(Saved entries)
↓

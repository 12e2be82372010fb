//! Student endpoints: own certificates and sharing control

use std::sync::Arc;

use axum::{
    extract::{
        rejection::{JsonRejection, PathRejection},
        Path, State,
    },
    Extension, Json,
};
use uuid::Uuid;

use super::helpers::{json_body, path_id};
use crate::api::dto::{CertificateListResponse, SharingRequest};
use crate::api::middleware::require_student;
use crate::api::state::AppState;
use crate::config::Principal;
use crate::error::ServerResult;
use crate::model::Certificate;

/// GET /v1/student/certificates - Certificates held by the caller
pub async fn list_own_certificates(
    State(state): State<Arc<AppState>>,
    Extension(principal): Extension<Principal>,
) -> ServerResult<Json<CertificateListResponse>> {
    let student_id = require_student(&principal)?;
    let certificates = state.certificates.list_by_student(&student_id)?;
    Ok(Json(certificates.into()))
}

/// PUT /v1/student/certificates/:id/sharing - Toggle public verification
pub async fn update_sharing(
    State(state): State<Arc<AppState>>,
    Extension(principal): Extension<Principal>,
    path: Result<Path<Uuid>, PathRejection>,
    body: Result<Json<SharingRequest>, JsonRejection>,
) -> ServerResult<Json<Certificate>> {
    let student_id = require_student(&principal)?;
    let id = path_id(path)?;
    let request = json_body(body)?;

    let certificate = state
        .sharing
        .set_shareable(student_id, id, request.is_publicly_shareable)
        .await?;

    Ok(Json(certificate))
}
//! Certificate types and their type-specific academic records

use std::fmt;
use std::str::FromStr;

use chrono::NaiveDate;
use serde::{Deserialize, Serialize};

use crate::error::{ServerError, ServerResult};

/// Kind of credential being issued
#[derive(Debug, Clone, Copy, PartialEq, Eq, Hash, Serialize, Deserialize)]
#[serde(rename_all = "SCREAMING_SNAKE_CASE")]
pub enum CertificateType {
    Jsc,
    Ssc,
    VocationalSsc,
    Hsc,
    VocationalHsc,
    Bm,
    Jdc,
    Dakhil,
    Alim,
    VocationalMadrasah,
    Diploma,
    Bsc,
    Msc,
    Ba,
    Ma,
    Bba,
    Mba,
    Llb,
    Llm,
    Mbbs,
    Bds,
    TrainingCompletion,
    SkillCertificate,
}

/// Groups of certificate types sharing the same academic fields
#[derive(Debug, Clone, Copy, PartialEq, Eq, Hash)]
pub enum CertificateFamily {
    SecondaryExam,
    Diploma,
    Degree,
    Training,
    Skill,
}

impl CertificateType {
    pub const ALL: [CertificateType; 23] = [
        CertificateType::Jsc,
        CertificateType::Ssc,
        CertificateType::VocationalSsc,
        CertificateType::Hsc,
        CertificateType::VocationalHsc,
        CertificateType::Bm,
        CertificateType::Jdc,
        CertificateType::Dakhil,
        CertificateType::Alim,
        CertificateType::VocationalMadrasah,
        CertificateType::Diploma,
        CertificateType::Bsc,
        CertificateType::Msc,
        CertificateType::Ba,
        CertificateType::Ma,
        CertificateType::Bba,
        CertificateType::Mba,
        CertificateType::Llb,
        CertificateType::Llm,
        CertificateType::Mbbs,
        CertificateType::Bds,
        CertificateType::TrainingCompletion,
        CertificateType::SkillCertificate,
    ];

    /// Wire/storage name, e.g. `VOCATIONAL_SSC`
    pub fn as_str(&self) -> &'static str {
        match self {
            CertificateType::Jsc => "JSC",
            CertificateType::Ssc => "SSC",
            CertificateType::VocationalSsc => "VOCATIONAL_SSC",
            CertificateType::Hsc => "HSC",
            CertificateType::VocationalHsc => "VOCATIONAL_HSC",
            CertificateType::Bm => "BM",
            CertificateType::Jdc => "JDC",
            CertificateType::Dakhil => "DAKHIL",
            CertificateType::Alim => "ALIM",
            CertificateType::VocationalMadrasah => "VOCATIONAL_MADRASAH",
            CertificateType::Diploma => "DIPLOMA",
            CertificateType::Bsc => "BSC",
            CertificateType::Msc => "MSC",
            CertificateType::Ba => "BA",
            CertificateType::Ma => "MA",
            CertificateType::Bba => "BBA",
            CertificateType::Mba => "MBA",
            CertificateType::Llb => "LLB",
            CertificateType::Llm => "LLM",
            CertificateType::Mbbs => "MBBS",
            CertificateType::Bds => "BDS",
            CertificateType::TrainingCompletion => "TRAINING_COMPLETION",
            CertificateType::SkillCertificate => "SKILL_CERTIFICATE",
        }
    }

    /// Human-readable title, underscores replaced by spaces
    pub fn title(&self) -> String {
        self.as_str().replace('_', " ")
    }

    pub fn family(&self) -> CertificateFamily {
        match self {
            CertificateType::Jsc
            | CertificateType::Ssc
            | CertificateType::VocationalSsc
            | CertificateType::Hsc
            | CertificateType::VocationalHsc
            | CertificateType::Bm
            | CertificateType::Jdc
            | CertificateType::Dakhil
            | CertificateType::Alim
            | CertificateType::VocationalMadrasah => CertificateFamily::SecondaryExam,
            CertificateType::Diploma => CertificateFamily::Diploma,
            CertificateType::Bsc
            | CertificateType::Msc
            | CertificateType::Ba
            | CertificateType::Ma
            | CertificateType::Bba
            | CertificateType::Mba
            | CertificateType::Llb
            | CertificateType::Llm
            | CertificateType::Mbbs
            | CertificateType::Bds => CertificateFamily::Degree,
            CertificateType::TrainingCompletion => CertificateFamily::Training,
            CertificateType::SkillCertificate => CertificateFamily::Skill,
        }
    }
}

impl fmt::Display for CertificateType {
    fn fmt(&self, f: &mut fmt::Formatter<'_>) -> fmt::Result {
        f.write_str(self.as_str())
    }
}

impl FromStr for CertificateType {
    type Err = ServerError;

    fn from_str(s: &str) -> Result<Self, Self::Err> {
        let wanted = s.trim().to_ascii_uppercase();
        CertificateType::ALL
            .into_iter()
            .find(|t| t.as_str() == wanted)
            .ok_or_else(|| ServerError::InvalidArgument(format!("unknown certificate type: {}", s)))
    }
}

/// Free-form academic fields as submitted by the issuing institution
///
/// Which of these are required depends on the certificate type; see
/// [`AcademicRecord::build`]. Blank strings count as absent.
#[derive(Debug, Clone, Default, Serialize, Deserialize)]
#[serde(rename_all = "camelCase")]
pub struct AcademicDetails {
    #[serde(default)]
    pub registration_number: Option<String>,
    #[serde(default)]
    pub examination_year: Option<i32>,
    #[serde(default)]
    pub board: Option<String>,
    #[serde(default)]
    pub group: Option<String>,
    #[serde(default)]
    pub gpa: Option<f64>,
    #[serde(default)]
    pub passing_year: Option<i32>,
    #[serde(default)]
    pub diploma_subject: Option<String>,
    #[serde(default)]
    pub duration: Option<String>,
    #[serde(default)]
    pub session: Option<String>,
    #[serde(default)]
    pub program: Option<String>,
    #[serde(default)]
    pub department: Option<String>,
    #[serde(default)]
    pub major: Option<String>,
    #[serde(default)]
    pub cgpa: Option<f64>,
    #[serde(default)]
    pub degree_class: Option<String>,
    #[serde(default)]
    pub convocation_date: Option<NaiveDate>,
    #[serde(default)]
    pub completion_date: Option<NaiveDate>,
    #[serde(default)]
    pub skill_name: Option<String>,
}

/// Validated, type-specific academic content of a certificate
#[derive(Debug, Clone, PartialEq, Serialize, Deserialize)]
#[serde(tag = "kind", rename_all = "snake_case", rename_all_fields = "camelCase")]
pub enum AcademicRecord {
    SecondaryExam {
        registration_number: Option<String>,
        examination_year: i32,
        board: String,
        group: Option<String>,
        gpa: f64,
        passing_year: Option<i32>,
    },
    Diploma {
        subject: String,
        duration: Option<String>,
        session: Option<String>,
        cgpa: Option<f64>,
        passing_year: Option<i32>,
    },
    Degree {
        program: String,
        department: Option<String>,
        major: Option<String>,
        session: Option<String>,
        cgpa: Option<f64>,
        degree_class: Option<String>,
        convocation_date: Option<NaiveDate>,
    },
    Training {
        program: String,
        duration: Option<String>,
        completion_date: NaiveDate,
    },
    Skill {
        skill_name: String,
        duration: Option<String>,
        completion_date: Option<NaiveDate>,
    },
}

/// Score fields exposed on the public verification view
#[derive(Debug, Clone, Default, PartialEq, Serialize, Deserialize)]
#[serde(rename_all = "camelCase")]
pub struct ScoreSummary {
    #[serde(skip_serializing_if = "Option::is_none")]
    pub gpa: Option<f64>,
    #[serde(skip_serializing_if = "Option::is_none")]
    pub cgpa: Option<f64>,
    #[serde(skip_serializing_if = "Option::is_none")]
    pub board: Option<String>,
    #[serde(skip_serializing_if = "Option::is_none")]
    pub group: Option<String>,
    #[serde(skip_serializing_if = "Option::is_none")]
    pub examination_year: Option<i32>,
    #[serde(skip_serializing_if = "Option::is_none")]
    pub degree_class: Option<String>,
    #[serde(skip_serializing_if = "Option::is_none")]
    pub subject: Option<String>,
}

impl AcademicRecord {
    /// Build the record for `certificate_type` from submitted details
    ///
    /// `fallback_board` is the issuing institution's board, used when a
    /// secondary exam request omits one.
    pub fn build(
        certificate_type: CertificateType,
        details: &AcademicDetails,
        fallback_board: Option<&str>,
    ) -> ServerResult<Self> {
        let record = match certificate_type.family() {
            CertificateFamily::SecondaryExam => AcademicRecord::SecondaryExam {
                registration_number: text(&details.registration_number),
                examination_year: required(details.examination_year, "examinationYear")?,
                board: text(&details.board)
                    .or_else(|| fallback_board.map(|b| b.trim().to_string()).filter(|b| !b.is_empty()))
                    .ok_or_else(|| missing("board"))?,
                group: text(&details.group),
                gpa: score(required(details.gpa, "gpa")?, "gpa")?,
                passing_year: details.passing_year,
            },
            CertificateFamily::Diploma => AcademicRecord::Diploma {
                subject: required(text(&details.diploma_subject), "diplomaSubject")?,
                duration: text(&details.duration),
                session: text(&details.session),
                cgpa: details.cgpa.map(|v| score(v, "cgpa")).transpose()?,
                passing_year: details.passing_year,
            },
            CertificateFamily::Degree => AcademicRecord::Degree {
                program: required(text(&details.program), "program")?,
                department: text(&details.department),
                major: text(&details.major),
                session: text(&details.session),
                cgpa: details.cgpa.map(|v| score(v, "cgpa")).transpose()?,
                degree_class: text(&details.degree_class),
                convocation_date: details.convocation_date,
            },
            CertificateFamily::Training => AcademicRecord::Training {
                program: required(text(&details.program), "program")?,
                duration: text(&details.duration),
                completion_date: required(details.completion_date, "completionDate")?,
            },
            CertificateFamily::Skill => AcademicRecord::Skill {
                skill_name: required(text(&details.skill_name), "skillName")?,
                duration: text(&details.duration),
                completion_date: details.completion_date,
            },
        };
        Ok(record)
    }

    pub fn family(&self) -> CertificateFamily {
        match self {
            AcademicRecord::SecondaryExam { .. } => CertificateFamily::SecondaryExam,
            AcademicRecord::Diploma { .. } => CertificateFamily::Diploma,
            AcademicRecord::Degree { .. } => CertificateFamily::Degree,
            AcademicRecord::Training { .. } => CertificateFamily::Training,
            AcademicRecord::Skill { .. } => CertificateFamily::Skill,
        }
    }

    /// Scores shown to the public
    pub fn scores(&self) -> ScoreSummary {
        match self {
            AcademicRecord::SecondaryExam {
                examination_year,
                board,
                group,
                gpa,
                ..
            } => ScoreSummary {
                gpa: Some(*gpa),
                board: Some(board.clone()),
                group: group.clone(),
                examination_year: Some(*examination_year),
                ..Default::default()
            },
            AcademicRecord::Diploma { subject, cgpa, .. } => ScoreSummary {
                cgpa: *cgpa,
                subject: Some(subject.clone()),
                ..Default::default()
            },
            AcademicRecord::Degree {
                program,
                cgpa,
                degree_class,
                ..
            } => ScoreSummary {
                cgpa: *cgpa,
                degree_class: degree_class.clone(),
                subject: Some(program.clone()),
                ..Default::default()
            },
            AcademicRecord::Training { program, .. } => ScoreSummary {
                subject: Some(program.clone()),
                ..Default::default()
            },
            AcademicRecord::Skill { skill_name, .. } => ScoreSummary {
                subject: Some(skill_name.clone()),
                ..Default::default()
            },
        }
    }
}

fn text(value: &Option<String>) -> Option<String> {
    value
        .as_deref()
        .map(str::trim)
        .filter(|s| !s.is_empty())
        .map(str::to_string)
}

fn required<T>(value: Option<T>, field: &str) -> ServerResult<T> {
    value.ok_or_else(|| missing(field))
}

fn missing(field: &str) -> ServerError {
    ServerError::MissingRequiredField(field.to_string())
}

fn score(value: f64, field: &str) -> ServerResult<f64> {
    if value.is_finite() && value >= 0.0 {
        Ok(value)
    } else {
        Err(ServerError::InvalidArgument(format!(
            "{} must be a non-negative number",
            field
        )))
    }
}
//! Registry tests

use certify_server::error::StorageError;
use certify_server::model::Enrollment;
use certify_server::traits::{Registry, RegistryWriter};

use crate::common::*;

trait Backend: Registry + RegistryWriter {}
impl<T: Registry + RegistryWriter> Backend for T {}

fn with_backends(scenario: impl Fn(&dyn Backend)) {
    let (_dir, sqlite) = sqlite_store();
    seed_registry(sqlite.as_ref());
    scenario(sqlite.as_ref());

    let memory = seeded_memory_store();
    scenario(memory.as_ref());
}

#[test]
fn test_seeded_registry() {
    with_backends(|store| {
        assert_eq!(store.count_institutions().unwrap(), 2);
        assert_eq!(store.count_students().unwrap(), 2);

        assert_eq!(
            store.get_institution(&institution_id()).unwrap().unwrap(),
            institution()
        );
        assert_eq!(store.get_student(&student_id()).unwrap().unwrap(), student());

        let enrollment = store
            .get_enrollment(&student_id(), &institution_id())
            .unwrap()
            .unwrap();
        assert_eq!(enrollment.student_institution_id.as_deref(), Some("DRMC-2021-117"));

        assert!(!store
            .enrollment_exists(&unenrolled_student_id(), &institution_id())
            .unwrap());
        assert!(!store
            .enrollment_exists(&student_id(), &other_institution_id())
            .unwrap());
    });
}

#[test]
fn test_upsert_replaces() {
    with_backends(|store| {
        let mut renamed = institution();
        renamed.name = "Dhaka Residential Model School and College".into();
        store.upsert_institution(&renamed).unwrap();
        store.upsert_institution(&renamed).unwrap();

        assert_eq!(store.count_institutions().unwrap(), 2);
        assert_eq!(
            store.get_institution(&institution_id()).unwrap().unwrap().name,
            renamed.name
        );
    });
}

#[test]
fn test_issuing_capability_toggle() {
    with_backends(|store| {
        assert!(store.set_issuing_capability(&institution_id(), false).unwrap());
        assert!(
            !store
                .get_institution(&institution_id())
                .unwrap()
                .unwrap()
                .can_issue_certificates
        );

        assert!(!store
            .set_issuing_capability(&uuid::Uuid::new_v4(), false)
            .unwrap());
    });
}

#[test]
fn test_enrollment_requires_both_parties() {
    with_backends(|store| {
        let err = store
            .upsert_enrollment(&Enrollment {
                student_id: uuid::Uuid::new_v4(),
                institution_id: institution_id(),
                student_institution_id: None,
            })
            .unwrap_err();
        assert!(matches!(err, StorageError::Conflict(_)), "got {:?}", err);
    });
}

↑

**PROBLEM DETAILS:** Search the entries above for the string "VocationalMadrasah". Copy each line that holds it.

**RESULT:**
    VocationalMadrasah,
        CertificateType::VocationalMadrasah,
            CertificateType::VocationalMadrasah => "VOCATIONAL_MADRASAH",
            | CertificateType::VocationalMadrasah => CertificateFamily::SecondaryExam,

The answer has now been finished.